Una delegazione dell’OIM visita i progetti dei membri della diaspora

  • 18 06 2019
La delegazione dell'OIM con la capo progetto RASAD, Denisa Raluca SAVULESCU, sul sito orticolo di Koubri incontra i beneficiari, Burkina Faso, giugno 2019

La delegazione dell'OIM con la capo progetto RASAD, Denisa Raluca SAVULESCU, sul sito orticolo di Koubri incontra i beneficiari, Burkina Faso, giugno 2019

Denisa Raluca SAVULESCU (capo progetto RASAD) spiega il funzionamento della produzione orticola nel sito di Koubri, Burkina Faso, giugno 2019

Denisa Raluca SAVULESCU (capo progetto RASAD) spiega il funzionamento della produzione orticola nel sito di Koubri, Burkina Faso, giugno 2019

La delegazione dell'OIM con la capo progetto RASAD, Denisa Raluca SAVULESCU, incontra Hado Ima, manager del Bio Resto Stone House a Koubri, Burkina Faso, giugno 2019

La delegazione dell'OIM con la capo progetto RASAD, Denisa Raluca SAVULESCU, incontra Hado Ima, manager del Bio Resto Stone House a Koubri, Burkina Faso, giugno 2019

Nel progetto Reti d’Acquisto per la sicurezza alimentare con il supporto della diaspora burkinabé d'Italia (RASAD), finanziato dalla Cooperazione Italiana allo Sviluppo, oltre alla sicurezza alimentare, l’integrazione socio-economica della diaspora Burkinabé dell’Italia è un’altra componente fondamentale.

Favorire il rientro volontario dei membri della diaspora burkinabé d’Italia, formarli e accompagnarli nell’avvio delle attività imprenditoriali nei loro territori, sfruttando le competenze e sensibilizzando la popolazione sui rischi delle migrazioni, promuovendo la reintegrazione migranti, ecco i principali obiettivi  specifici delle attività di integrazione socio-economica srl progetto RASAD.

Dal lancio del progetto RASAD, cinque membri della diaspora burkinabé in Italia, dopo essere stati formati in agro-ecologia, creazione e gestione d’impresa, hanno ricevuto una  fondo perduto per avviare la loro microimpresa. 

Così, Gerard GOUBA, oltre a un orto, ha avviato la costruzione di un porcile, Boukare Nikiema nel frattempo, ha iniziato la costruzione di un pollaio moderno alla periferia di Ouagadougou, mentre Salif Guiebre, ha montato un piccola “boutique” a Niaogho, e Hado Ima, gestisce un ristorante che cucina prodotti locali, promuovendo piatti tradizionali e un orto biologico, con l’Associazione Watinoma.
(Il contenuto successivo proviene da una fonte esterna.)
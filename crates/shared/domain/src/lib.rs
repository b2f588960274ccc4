//! # Domain Models
//!
//! This crate contains pure shipping domain types with a single dependency (`serde`).
//! Keep it lean: no I/O, no eligibility rules, just data and simple helpers.

pub mod config;
pub mod constants;
pub mod method;
pub mod rate;
pub mod record;
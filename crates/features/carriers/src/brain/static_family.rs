use crate::brain::{Brain, DestinationTable};
use crate::error::CarrierError;
use crate::method_select::MethodSelect;
use crate::pricing::PricingService;
use phub_domain::config::FamilyConfig;
use phub_domain::method::{Method, MethodSet};
use phub_domain::record::DynamicCarrierRecord;
use std::collections::BTreeSet;
use std::sync::Arc;
use tracing::warn;

/// A statically implemented carrier family, described entirely by data.
#[derive(Debug, Clone)]
pub struct StaticBrain {
    family: String,
    select: MethodSelect,
    destinations: DestinationTable,
    pickup_point_countries: BTreeSet<String>,
    pricing: Arc<dyn PricingService>,
}

impl StaticBrain {
    /// Labels naming a method outside the catalog are skipped with a warning.
    pub fn from_config(family: &FamilyConfig, pricing: Arc<dyn PricingService>) -> Self {
        let mut select = MethodSelect::new(family.methods.iter().copied());
        for (name, label) in &family.labels {
            match name.parse::<Method>() {
                Ok(method) => select = select.with_label(method, label.as_str()),
                Err(e) => warn!(family = %family.name, "Ignoring method label: {e}"),
            }
        }

        Self {
            family: family.name.clone(),
            select,
            destinations: DestinationTable::from_entries(&family.destinations),
            pickup_point_countries: family.pickup_point_countries.iter().cloned().collect(),
            pricing,
        }
    }
}

impl Brain for StaticBrain {
    fn family(&self) -> &str {
        &self.family
    }

    fn method_select(&self) -> &MethodSelect {
        &self.select
    }

    fn pricing(&self) -> &dyn PricingService {
        self.pricing.as_ref()
    }

    fn resolve_point_id(
        &self,
        method: Method,
        country: &str,
        _record: Option<&DynamicCarrierRecord>,
    ) -> Result<Option<i64>, CarrierError> {
        Ok(self.destinations.point_id(method, country))
    }

    fn available_countries(&self, methods: &MethodSet) -> Result<BTreeSet<String>, CarrierError> {
        let mut countries = BTreeSet::new();
        for &method in methods.intersection(&self.select.methods()) {
            if method == Method::PickupPointDelivery {
                countries.extend(self.pickup_point_countries.iter().cloned());
            }
            countries.extend(self.destinations.countries(method).map(str::to_owned));
        }
        Ok(countries)
    }

    fn implemented_branch_ids(&self) -> BTreeSet<i64> {
        self.destinations.point_ids()
    }
}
Dopo aver avviato le loro attività, hanno potuto beneficiare del microcredito per supportare le loro attività.

È per vedere in prima persona i progressi nella realizzazione dei progetti dei membri della diaspora, che desiderano ritornare gradualmente ma in modo definitivo nel loro territorio d’origine, che una delegazione dell'Organizzazione Internazionale per le Migrazioni (OIM) ha fatto una visita sul campo, accompagnata da Denisa SAVULESCU, rappresentante paese della ONG Tamat oltre che responsabile del progetto RASAD. È stata una giornata in cui si sono potuti rendere conto della gestione dei progetti di integrazione e reintegrazione socio-economica dei migranti, portata avanti da Tamat.

Dal sito orticolo di Koubri, al ristorante biologico di Watinoma, il team OIM è stato in grado di toccare con mano i risultati sul campo per incoraggiare i giovani a rimanere nel loro territorio e i progetti messi in atto dai membri della diaspora burkinabé d'Italia. C’e stato un interessante scambio con gli agricoltori sui tipi di ortaggi coltivati e le modalità di vendita.

Al termine di questa missione di terreno, Tamat, attraverso la voce della rappresentante d paese, ha ringraziato l’OIM per l'interesse dimostrato verso le attività di Tamat per i membri della diaspora Burkinabe in Italia. La delegazione dell’OIM si è detta molto meravigliata di ciò che aveva potuto costatare sul terreno. Ciò fa credere ad una futura collaborazione tra Tamat e OIM,  per il bene della popolazione burkinabé.